Laos --- Land of a Million Elephants!
Laos --- Land of a Million Elephants! Today there are only 400 wild and 450 captive elephants. Elephants will be extinct by 2030 unless significant changes are made. These include the protection of elephant corridors and ending the corporate and corrupt political partnerships with China's Belt and Road economic developments. China is, by far, the main driver of elephant extinction here in Lao, as they are throughout the world.
The market in China for elephant parts is so strong that many mahouts are leading their elephants into the forest, and under the cover of these remote places, are starving them to death and then selling body parts to the Chinese.
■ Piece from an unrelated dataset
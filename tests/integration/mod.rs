//! Integration tests for the md5db file digest catalog

mod cli_parse;
mod end_to_end;
mod store_roundtrip;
Laos' forest cover has declined dramatically in recent decades – down from an estimated 70 percent of land area in the mid-1960s to about 45 percent now. This deforestation has occurred with no forethought as to wildlife corridors. Like in Sri Lanka, human/elephant conflict has skyrocketed - the elephants being blocked from accessing known foraging grounds and instead discovering highly nutritious cultivations. The farmers, who have tended these fields for many generations are now confronted with the risk of starvation, as an elephant can eat a family's entire years food supply in a single evening.
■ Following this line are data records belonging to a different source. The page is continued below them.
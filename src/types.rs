//! Core types shared across the catalog, codec, and query engine.
//!
//! Every option enum carries an explicit name table. The first table is the
//! canonical spelling used for display; `ALIASES` holds the extra spellings
//! accepted when parsing, such as the camelCase spellings.

use crate::error::ApiError;
use std::fmt;
use std::str::FromStr;

/// Width of a hex digest field in a record.
pub const DIGEST_LEN: usize = 32;

/// Width of a `YYYY-MM-DD HH:MM:SS` timestamp field in a record.
pub const TIME_LEN: usize = 19;

/// Timestamp layout used for the `modified` field.
pub const TIME_FORMAT: &str = "%Y-%m-%d %H:%M:%S";

/// Separator between device label and path in a record key.
pub const KEY_SEPARATOR: char = ':';

fn lookup<T: Copy>(
    names: &[(T, &'static str)],
    aliases: &[(T, &'static str)],
    s: &str,
) -> Option<T> {
    names
        .iter()
        .chain(aliases.iter())
        .find(|(_, name)| name.eq_ignore_ascii_case(s.trim()))
        .map(|(value, _)| *value)
}

fn unknown(kind: &str, value: &str, names: &[&str]) -> ApiError {
    ApiError::InvalidArgument(format!(
        "unknown {} {:?} (expected one of: {})",
        kind,
        value,
        names.join(", ")
    ))
}

/// Record field a query matches or sorts on.
#[derive(Debug, Clone, Copy, PartialEq, Eq, Hash)]
pub enum Field {
    Path = 0,
    Digest = 1,
    Size = 2,
    Time = 3,
}

impl Field {
    pub const NAMES: &'static [(Field, &'static str)] = &[
        (Field::Path, "path"),
        (Field::Digest, "digest"),
        (Field::Size, "size"),
        (Field::Time, "time"),
    ];
    pub const ALIASES: &'static [(Field, &'static str)] = &[
        (Field::Digest, "md5"),
        (Field::Time, "modified"),
        (Field::Time, "fileModificationTime"),
    ];

    pub fn as_str(self) -> &'static str {
        Self::NAMES[self as usize].1
    }
}

/// Comparison applied between a record field and the keyword.
#[derive(Debug, Clone, Copy, PartialEq, Eq, Hash)]
pub enum MatchMethod {
    Contain = 0,
    StartWith = 1,
    EndWith = 2,
    Regex = 3,
    Eq = 4,
    Lt = 5,
    Gt = 6,
}

impl MatchMethod {
    pub const NAMES: &'static [(MatchMethod, &'static str)] = &[
        (MatchMethod::Contain, "contain"),
        (MatchMethod::StartWith, "startwith"),
        (MatchMethod::EndWith, "endwith"),
        (MatchMethod::Regex, "regex"),
        (MatchMethod::Eq, "eq"),
        (MatchMethod::Lt, "lt"),
        (MatchMethod::Gt, "gt"),
    ];
    pub const ALIASES: &'static [(MatchMethod, &'static str)] = &[
        (MatchMethod::Contain, "contains"),
        (MatchMethod::StartWith, "start-with"),
        (MatchMethod::EndWith, "end-with"),
    ];

    pub fn as_str(self) -> &'static str {
        Self::NAMES[self as usize].1
    }
}

/// Output format for `export`.
#[derive(Debug, Clone, Copy, PartialEq, Eq, Hash)]
pub enum ExportFormat {
    Csv = 0,
    Json = 1,
}

impl ExportFormat {
    pub const NAMES: &'static [(ExportFormat, &'static str)] =
        &[(ExportFormat::Csv, "csv"), (ExportFormat::Json, "json")];
    pub const ALIASES: &'static [(ExportFormat, &'static str)] = &[];

    pub fn as_str(self) -> &'static str {
        Self::NAMES[self as usize].1
    }
}

/// Key rewrite applied by `alter`.
#[derive(Debug, Clone, Copy, PartialEq, Eq, Hash)]
pub enum AlterMode {
    DeviceName = 0,
    DriveLetter = 1,
}

impl AlterMode {
    pub const NAMES: &'static [(AlterMode, &'static str)] = &[
        (AlterMode::DeviceName, "device-name"),
        (AlterMode::DriveLetter, "drive-letter"),
    ];
    pub const ALIASES: &'static [(AlterMode, &'static str)] = &[
        (AlterMode::DeviceName, "DeviceName"),
        (AlterMode::DriveLetter, "DriveLetter"),
    ];

    pub fn as_str(self) -> &'static str {
        Self::NAMES[self as usize].1
    }
}

/// Log verbosity accepted on the command line and in configuration.
#[derive(Debug, Clone, Copy, PartialEq, Eq, Hash)]
pub enum LogLevel {
    Off = 0,
    Error = 1,
    Warn = 2,
    Info = 3,
    Debug = 4,
    Trace = 5,
}

impl LogLevel {
    pub const NAMES: &'static [(LogLevel, &'static str)] = &[
        (LogLevel::Off, "off"),
        (LogLevel::Error, "error"),
        (LogLevel::Warn, "warn"),
        (LogLevel::Info, "info"),
        (LogLevel::Debug, "debug"),
        (LogLevel::Trace, "trace"),
    ];
    pub const ALIASES: &'static [(LogLevel, &'static str)] =
        &[(LogLevel::Off, "none"), (LogLevel::Warn, "warning")];

    pub fn as_str(self) -> &'static str {
        Self::NAMES[self as usize].1
    }
}

macro_rules! name_table_traits {
    ($($ty:ident => $kind:literal),* $(,)?) => {$(
        impl fmt::Display for $ty {
            fn fmt(&self, f: &mut fmt::Formatter<'_>) -> fmt::Result {
                f.write_str(self.as_str())
            }
        }

        impl FromStr for $ty {
            type Err = ApiError;

            fn from_str(s: &str) -> Result<Self, Self::Err> {
                lookup(Self::NAMES, Self::ALIASES, s).ok_or_else(|| {
                    let names: Vec<&str> = Self::NAMES.iter().map(|(_, n)| *n).collect();
                    unknown($kind, s, &names)
                })
            }
        }
    )*};
}

name_table_traits! {
    Field => "field",
    MatchMethod => "match method",
    ExportFormat => "export format",
    AlterMode => "alter mode",
    LogLevel => "log level",
}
What to do? 1) Make illegal all sales of elephant parts and ivory...enforcing the law and jailing perpetrators. 2) Stop all logging within critical wildlife areas, principally elephant habitat. 3) Future and previous Chinese-invested Belt and Road infrastructure must be corrected/mitigated to incorporate safe and effective elephant corridors. 4) Prior to initiating any future agreements with China, they must be bound to treaties that require them to assist in stopping illegal wildlife trade, whether it be live animals or animal parts. 5) Mahouts are being stressed evermore due to Covid. This is driving them to extreme actions, as discussed above. The government or NGOs with greater financial wherewithal than SavingGanesh.org, should buy out the mahouts and bring the elephants to the 494,210 acre Nam Pouy National Protected Area, where they can either be set free or live in a semi-wild existence.